:: WHAT THE TASK ASKS ::
The answer must consist of every line from the entries below that contains the word "total".

BEGIN

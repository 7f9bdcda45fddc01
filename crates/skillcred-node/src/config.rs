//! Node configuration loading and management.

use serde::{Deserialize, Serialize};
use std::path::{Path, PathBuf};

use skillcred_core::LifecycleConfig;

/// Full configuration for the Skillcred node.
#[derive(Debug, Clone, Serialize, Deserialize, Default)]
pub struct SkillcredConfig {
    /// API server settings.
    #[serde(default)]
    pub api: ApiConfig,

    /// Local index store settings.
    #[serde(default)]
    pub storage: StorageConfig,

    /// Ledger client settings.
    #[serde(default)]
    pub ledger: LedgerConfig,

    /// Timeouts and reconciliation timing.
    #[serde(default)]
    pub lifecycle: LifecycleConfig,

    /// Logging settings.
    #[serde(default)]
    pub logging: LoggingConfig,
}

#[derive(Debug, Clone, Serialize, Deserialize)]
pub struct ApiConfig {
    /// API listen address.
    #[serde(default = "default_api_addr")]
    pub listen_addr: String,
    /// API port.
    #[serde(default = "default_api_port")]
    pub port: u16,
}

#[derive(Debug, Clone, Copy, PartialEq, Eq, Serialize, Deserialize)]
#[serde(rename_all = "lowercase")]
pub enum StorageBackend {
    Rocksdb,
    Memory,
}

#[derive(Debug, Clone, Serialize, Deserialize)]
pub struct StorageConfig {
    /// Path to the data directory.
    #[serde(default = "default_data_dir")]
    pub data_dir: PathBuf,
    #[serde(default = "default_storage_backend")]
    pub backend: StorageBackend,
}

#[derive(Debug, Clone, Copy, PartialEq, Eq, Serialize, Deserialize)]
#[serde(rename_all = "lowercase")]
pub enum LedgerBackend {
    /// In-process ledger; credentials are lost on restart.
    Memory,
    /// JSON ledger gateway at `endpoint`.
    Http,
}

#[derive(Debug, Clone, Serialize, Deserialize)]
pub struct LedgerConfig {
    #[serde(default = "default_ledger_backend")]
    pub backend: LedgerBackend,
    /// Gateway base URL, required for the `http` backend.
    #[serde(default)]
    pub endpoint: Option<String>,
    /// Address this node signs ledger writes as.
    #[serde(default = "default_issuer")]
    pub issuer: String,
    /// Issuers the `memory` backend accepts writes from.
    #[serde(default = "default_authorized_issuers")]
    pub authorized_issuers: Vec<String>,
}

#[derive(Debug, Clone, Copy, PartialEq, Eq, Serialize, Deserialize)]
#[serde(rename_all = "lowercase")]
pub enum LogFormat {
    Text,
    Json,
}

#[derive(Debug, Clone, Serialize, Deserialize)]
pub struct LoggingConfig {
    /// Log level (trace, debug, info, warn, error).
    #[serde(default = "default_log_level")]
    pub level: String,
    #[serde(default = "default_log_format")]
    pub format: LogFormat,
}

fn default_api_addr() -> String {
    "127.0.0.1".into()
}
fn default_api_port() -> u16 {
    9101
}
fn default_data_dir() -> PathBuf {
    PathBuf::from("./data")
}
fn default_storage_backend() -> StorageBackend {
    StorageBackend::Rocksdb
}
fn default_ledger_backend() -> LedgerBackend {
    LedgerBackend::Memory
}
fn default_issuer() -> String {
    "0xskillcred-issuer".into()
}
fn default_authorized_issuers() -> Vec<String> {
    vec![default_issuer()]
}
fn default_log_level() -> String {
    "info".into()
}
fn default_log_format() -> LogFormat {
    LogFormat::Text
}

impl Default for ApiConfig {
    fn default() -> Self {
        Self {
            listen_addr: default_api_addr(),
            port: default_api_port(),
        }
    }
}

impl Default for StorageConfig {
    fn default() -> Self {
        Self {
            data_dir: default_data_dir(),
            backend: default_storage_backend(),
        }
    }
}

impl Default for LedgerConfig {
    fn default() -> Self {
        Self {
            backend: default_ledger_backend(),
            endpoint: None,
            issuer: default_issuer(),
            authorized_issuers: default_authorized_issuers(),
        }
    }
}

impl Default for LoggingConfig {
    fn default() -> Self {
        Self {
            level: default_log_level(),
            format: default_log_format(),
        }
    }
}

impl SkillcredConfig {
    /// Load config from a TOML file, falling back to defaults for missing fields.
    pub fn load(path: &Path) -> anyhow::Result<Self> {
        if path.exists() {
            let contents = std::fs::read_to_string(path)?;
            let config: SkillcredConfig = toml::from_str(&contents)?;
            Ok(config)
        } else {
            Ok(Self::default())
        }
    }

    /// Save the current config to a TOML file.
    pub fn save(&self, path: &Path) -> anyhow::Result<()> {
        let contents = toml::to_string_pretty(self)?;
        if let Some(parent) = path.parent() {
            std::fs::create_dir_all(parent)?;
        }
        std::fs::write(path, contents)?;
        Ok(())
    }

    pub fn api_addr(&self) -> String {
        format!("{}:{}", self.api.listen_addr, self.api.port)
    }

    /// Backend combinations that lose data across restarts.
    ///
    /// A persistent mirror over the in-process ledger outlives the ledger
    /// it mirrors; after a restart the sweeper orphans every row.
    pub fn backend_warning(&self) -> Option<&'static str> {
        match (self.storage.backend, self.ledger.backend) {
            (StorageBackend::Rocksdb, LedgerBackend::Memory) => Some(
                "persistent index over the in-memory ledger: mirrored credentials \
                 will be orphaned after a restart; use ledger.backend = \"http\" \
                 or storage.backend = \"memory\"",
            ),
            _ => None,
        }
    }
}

END
BEGIN

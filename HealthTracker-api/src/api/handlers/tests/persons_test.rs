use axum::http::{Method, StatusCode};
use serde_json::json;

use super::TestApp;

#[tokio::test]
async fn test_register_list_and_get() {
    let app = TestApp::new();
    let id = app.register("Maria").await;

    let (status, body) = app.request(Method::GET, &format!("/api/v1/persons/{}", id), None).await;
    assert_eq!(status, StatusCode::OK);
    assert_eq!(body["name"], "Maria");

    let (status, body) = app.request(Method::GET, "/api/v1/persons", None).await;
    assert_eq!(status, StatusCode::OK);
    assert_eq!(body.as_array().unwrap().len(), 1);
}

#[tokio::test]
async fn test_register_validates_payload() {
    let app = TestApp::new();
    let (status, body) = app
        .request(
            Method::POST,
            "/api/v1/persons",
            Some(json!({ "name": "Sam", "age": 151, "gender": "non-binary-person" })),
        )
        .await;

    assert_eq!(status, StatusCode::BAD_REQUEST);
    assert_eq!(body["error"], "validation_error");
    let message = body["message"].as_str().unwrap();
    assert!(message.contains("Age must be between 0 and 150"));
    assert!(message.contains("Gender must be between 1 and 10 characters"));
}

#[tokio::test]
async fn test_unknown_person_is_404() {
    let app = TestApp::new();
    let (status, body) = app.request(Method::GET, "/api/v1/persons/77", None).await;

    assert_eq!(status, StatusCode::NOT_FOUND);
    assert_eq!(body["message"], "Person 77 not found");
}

END
BEGIN

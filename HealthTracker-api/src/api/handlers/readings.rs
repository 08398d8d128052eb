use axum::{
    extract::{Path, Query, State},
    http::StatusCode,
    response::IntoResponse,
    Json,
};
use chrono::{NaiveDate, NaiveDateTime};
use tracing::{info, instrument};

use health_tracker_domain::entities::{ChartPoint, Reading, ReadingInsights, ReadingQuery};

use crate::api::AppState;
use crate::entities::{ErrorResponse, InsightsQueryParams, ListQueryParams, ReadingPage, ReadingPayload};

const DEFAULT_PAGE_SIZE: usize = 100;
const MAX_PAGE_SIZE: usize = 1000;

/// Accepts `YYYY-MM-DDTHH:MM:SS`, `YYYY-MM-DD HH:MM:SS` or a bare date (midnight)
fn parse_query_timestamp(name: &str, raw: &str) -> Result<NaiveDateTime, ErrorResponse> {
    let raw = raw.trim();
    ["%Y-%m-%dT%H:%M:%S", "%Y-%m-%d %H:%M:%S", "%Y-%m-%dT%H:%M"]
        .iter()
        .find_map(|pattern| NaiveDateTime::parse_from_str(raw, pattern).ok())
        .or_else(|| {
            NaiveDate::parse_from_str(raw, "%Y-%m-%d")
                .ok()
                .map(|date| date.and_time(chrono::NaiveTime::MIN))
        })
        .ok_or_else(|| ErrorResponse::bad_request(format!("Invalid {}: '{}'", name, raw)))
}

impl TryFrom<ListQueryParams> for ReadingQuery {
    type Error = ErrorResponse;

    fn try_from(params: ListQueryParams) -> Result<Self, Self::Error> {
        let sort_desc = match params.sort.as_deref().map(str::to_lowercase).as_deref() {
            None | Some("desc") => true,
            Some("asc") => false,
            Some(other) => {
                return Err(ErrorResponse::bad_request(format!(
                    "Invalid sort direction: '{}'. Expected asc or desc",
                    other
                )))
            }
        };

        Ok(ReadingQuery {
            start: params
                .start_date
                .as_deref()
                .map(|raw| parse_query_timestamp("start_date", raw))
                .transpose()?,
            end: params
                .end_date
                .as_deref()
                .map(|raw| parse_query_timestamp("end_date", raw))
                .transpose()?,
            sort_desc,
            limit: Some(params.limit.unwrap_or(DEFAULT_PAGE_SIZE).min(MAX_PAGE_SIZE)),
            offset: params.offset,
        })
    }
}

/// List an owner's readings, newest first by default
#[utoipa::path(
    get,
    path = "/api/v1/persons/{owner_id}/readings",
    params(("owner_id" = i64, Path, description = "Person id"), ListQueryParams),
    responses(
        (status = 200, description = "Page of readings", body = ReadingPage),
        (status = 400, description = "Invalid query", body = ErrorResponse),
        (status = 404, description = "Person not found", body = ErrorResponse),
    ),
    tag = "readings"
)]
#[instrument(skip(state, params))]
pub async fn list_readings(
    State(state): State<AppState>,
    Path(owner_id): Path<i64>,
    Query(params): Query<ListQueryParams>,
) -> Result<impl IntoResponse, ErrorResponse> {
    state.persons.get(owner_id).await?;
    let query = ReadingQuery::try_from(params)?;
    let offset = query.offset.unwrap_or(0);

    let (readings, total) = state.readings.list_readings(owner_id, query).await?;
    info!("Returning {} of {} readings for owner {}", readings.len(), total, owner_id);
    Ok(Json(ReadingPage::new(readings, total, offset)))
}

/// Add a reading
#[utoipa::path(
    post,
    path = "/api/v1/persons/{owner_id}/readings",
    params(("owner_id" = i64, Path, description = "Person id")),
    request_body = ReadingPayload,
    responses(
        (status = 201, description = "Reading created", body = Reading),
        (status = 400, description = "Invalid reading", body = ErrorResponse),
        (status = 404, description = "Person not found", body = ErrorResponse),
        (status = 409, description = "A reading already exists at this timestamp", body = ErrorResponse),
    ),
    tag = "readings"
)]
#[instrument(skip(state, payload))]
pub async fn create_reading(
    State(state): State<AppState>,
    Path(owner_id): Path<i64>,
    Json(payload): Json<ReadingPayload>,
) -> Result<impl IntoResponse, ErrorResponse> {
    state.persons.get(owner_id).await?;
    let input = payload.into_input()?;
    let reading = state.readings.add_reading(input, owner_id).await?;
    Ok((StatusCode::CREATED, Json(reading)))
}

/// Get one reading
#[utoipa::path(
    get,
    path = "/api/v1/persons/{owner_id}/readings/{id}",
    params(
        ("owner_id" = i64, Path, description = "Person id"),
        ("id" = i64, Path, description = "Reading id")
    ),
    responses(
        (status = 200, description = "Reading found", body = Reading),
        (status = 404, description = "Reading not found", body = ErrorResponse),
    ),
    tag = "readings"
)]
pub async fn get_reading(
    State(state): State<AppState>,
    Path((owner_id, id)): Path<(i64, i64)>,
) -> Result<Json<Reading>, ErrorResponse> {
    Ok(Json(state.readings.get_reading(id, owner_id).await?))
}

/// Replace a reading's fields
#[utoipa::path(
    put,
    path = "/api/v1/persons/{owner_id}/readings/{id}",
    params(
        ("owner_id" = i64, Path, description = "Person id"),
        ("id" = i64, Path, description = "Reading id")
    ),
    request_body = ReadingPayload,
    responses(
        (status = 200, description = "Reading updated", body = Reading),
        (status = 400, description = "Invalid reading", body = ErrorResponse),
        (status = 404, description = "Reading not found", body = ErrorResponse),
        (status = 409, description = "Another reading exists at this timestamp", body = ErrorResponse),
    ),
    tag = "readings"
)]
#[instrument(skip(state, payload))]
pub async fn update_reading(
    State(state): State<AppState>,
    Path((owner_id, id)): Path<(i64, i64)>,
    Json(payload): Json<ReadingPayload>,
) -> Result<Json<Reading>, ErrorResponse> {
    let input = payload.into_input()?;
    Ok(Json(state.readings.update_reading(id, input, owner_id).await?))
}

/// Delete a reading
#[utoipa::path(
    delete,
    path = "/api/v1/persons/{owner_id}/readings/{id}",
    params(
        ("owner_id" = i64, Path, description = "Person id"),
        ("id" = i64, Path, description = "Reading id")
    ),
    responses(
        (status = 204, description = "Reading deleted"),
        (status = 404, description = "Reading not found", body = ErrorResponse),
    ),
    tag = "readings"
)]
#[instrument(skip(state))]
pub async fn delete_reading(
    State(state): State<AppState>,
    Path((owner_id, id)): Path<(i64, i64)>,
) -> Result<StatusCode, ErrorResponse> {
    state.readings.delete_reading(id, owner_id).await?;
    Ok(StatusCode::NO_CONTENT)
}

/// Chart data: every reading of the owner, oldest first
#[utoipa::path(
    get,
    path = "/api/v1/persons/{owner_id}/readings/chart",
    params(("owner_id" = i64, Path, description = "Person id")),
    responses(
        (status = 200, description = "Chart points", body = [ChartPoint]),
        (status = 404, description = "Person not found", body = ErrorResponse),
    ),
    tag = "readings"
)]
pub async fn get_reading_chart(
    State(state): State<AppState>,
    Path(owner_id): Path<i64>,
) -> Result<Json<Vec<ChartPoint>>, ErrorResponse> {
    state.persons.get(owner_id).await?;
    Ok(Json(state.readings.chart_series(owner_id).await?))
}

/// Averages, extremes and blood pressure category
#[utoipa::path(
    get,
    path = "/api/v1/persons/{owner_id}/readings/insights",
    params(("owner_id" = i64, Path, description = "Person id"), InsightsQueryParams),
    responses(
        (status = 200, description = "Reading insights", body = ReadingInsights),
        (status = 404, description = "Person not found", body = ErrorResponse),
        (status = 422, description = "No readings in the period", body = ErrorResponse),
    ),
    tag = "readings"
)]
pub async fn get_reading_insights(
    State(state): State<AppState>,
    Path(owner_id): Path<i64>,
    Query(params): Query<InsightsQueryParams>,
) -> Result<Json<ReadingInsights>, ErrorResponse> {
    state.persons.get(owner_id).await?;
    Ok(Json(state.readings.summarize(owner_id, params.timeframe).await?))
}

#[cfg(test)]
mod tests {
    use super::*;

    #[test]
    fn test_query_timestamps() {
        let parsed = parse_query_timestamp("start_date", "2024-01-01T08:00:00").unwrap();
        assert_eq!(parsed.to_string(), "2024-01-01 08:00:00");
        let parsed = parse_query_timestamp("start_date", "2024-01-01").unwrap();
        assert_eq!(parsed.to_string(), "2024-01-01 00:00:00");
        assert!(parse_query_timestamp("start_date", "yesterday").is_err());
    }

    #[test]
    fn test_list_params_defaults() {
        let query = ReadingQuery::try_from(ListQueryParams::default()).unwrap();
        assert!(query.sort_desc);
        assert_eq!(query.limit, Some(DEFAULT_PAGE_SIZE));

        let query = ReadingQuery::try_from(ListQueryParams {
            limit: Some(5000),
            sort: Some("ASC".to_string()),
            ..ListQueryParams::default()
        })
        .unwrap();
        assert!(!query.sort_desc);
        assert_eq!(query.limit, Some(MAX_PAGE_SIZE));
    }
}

END

:: SOLUTION FOR THIS PROBLEM ::
    let (readings, total) = state.readings.list_readings(owner_id, query).await?;
    info!("Returning {} of {} readings for owner {}", readings.len(), total, owner_id);
    Ok(Json(ReadingPage::new(readings, total, offset)))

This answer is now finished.